* **Work item**
Below are some records. Pull every line that contains the word "repeat".

* **Excerpted data**
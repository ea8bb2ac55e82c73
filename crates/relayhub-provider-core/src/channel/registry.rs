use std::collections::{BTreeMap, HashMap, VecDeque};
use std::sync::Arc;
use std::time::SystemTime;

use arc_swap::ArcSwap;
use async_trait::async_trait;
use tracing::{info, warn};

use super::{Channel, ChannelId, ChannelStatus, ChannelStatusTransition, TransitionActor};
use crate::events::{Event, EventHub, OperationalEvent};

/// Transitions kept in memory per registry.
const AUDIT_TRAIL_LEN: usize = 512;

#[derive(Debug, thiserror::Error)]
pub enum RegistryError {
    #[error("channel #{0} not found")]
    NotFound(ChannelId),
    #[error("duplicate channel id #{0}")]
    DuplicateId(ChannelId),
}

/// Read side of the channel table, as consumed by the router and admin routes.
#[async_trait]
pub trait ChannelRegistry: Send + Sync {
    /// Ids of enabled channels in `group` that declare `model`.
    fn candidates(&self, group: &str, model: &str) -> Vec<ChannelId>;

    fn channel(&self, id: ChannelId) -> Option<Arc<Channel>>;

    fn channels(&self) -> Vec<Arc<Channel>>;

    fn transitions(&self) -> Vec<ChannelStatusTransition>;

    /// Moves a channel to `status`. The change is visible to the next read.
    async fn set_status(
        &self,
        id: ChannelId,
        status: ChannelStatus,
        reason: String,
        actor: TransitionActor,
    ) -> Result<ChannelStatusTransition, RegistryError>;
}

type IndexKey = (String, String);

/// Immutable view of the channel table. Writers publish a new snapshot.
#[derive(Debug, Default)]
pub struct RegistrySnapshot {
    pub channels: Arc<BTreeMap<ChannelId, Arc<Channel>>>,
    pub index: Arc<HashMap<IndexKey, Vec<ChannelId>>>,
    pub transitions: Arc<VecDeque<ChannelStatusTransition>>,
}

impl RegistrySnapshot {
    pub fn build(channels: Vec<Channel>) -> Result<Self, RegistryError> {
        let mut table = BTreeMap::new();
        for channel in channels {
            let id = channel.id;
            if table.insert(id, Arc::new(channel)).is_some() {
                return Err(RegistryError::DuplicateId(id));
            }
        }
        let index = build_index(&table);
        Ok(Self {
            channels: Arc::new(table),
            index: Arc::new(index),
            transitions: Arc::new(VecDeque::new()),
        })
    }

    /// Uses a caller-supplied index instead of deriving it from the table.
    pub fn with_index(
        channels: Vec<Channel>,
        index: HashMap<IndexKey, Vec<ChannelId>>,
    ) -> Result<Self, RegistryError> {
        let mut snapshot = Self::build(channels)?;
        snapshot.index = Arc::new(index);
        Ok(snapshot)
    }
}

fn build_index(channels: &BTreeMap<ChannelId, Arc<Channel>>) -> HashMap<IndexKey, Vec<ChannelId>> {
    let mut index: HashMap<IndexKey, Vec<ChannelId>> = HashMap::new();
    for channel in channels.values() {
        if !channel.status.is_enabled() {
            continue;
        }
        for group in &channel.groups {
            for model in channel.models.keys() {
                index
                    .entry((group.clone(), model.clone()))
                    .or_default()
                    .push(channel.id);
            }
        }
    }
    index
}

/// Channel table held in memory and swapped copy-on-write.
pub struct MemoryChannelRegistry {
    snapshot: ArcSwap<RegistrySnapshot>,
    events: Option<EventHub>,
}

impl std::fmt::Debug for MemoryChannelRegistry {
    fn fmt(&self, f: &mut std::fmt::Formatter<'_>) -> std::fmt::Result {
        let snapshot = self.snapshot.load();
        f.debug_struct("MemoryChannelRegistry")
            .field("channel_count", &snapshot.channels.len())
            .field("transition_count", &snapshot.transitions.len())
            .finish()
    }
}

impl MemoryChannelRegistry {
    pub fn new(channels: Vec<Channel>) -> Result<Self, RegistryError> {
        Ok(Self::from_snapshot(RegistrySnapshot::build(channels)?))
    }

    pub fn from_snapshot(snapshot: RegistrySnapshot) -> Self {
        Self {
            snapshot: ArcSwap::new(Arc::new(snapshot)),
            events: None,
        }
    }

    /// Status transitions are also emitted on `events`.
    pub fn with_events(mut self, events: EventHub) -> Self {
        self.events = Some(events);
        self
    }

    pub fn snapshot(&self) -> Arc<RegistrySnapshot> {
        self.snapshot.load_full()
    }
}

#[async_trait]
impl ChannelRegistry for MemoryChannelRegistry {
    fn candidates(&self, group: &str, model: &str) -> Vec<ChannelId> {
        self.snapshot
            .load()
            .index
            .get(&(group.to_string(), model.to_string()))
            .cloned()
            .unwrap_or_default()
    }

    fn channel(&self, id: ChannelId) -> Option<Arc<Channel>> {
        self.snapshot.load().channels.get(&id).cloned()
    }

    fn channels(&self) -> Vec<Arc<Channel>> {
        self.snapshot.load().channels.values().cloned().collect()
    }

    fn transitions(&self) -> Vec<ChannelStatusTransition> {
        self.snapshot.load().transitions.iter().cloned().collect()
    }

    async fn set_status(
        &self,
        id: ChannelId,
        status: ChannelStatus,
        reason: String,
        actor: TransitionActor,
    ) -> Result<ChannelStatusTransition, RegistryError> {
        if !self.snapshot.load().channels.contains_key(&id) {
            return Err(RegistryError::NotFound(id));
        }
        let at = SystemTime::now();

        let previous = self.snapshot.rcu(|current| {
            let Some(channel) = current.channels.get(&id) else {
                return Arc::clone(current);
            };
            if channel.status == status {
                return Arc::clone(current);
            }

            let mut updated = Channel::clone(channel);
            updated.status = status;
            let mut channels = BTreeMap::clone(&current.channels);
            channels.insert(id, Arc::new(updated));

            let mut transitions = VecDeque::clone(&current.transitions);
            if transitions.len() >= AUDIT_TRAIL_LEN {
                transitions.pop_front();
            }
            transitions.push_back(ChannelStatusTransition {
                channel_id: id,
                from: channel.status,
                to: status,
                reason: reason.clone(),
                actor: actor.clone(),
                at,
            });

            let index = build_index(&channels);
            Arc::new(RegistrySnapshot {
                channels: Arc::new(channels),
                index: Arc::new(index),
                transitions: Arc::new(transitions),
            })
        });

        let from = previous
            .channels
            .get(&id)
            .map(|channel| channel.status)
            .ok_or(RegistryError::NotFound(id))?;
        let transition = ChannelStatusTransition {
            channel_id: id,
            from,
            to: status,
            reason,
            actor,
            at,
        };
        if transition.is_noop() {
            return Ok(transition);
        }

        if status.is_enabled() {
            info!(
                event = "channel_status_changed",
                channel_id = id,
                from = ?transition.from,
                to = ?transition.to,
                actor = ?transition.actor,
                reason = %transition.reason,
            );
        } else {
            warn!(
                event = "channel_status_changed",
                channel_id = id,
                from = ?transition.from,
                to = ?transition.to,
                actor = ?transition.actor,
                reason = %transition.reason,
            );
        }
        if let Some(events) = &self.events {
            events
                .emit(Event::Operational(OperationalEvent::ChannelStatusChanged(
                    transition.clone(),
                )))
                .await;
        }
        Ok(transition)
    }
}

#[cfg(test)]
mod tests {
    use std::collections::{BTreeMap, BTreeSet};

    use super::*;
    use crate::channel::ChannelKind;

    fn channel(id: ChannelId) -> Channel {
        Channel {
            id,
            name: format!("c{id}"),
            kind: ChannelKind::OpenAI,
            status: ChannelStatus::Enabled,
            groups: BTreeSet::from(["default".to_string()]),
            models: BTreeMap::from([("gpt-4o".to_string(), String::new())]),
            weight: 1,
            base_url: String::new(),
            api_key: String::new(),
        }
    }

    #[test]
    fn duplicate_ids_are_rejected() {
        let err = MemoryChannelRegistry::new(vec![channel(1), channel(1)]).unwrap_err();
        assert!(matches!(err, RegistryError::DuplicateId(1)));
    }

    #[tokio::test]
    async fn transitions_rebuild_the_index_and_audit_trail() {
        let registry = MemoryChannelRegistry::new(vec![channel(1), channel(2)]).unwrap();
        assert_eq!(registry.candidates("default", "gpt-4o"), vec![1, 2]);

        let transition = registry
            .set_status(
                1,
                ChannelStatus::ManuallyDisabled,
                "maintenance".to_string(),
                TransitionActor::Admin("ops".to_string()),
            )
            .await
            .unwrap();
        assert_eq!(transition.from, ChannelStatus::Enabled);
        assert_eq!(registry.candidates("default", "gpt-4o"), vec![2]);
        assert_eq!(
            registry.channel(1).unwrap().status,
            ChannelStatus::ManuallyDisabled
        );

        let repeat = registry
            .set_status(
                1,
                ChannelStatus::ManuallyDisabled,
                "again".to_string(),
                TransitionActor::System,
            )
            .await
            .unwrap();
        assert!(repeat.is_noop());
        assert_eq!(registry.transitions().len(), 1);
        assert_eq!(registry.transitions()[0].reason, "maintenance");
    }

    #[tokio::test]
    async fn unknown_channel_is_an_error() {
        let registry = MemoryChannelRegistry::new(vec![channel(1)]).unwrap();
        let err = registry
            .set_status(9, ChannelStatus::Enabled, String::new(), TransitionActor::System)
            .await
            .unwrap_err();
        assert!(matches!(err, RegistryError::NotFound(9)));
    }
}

...

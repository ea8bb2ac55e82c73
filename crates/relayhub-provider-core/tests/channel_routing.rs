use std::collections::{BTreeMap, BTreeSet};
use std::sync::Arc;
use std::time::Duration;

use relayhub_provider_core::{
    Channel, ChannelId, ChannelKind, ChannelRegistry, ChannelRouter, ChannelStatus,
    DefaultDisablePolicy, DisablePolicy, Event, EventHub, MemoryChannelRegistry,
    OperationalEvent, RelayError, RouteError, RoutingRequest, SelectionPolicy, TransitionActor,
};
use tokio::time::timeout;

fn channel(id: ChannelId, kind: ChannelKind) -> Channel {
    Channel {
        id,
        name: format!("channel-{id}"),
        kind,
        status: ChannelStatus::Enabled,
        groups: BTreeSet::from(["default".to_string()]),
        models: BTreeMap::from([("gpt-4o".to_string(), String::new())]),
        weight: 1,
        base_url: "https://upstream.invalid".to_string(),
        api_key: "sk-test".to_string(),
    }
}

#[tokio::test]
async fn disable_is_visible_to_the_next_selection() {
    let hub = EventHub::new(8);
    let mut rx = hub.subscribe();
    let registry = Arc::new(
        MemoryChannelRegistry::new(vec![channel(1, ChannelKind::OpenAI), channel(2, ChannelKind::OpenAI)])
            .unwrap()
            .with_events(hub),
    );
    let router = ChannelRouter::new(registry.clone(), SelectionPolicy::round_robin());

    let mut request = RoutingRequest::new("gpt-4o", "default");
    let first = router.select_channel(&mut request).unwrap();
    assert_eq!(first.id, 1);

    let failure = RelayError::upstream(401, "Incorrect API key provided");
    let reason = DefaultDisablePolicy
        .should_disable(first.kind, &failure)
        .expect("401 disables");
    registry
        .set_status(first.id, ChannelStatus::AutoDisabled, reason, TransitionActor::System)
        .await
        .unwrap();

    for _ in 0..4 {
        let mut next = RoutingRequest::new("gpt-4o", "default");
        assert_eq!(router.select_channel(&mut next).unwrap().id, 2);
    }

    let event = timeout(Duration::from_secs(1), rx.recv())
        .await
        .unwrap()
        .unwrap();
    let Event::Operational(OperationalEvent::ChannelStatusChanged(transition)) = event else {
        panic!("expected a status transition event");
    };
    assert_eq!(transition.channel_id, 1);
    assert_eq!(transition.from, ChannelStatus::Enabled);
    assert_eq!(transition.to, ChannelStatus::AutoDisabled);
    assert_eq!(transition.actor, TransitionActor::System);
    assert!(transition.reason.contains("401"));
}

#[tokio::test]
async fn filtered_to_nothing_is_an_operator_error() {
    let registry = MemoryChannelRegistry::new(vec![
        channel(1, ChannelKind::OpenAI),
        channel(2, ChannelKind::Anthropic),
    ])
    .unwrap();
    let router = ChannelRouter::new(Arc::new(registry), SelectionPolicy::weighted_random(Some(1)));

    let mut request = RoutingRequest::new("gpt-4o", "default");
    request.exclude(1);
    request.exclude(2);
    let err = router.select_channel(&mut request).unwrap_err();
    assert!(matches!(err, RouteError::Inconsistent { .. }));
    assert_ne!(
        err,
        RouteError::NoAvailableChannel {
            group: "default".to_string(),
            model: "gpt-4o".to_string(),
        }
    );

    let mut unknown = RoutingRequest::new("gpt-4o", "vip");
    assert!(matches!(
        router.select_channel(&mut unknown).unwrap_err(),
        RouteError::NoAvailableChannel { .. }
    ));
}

...

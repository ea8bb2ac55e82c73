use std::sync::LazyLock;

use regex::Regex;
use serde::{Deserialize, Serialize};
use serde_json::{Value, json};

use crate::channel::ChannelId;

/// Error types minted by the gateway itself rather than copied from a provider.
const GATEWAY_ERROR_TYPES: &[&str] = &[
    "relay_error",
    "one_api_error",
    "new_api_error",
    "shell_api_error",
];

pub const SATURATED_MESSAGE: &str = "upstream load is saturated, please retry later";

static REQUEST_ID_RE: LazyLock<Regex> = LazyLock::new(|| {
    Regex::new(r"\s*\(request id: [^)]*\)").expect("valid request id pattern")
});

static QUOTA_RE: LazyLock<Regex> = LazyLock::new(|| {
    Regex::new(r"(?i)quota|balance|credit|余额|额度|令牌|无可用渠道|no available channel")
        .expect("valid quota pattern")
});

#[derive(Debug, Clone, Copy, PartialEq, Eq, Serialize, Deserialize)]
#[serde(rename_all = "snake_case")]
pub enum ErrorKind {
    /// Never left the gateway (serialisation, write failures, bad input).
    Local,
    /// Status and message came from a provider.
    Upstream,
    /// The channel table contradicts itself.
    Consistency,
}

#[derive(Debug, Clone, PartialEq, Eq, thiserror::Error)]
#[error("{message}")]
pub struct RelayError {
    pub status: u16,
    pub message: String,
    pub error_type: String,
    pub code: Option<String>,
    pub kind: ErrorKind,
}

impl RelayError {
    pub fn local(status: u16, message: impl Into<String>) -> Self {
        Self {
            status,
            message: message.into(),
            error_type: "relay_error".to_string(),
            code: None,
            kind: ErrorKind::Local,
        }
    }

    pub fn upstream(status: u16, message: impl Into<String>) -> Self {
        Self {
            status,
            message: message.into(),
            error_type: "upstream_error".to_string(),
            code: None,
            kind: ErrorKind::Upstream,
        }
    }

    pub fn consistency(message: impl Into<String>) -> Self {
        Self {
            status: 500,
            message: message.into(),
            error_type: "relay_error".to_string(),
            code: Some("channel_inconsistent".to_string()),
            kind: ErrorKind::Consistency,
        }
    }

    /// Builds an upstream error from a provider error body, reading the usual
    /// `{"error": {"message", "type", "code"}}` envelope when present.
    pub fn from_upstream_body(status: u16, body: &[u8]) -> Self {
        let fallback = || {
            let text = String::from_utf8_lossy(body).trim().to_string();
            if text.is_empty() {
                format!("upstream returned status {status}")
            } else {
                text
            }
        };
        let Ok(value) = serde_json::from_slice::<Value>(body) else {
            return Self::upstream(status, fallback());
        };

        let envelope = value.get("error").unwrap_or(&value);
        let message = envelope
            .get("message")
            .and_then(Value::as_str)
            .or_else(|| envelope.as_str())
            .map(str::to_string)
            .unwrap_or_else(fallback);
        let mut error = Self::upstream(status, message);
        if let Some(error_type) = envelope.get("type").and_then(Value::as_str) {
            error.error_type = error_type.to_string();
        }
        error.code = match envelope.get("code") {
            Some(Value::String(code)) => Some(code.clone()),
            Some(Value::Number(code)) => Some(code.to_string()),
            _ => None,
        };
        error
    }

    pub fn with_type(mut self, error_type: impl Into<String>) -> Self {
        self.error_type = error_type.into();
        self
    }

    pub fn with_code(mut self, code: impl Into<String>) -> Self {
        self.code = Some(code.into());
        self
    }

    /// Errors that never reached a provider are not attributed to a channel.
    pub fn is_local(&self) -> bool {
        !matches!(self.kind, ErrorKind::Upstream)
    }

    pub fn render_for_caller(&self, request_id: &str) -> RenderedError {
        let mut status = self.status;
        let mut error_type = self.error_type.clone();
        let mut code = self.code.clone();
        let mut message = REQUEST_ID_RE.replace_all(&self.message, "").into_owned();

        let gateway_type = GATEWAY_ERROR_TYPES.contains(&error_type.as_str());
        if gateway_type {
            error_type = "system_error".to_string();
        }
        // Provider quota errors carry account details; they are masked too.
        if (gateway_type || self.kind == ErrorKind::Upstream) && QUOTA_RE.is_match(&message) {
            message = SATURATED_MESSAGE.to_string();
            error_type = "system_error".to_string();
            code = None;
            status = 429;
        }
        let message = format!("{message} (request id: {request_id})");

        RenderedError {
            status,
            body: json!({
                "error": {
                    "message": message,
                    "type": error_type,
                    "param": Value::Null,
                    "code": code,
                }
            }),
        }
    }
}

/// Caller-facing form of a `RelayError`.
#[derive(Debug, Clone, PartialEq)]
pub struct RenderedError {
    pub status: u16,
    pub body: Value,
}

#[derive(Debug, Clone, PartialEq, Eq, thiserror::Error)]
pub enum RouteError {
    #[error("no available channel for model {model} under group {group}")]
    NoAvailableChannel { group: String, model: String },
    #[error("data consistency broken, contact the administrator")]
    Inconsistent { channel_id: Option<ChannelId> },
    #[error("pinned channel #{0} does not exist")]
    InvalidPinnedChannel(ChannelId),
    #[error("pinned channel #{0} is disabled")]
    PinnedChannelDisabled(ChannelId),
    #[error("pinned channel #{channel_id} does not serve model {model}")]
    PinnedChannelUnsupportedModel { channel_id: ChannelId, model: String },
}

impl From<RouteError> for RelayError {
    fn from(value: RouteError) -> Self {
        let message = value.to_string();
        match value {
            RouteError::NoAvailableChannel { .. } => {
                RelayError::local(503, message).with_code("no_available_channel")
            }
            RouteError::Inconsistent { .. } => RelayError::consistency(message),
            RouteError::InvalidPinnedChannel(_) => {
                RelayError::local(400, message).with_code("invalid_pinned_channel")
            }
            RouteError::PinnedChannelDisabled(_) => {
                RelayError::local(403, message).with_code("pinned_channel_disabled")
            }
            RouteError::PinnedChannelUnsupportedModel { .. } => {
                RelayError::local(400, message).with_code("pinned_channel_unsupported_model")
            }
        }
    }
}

* **Output of the exercise**
        let repeat = registry
        assert!(repeat.is_noop());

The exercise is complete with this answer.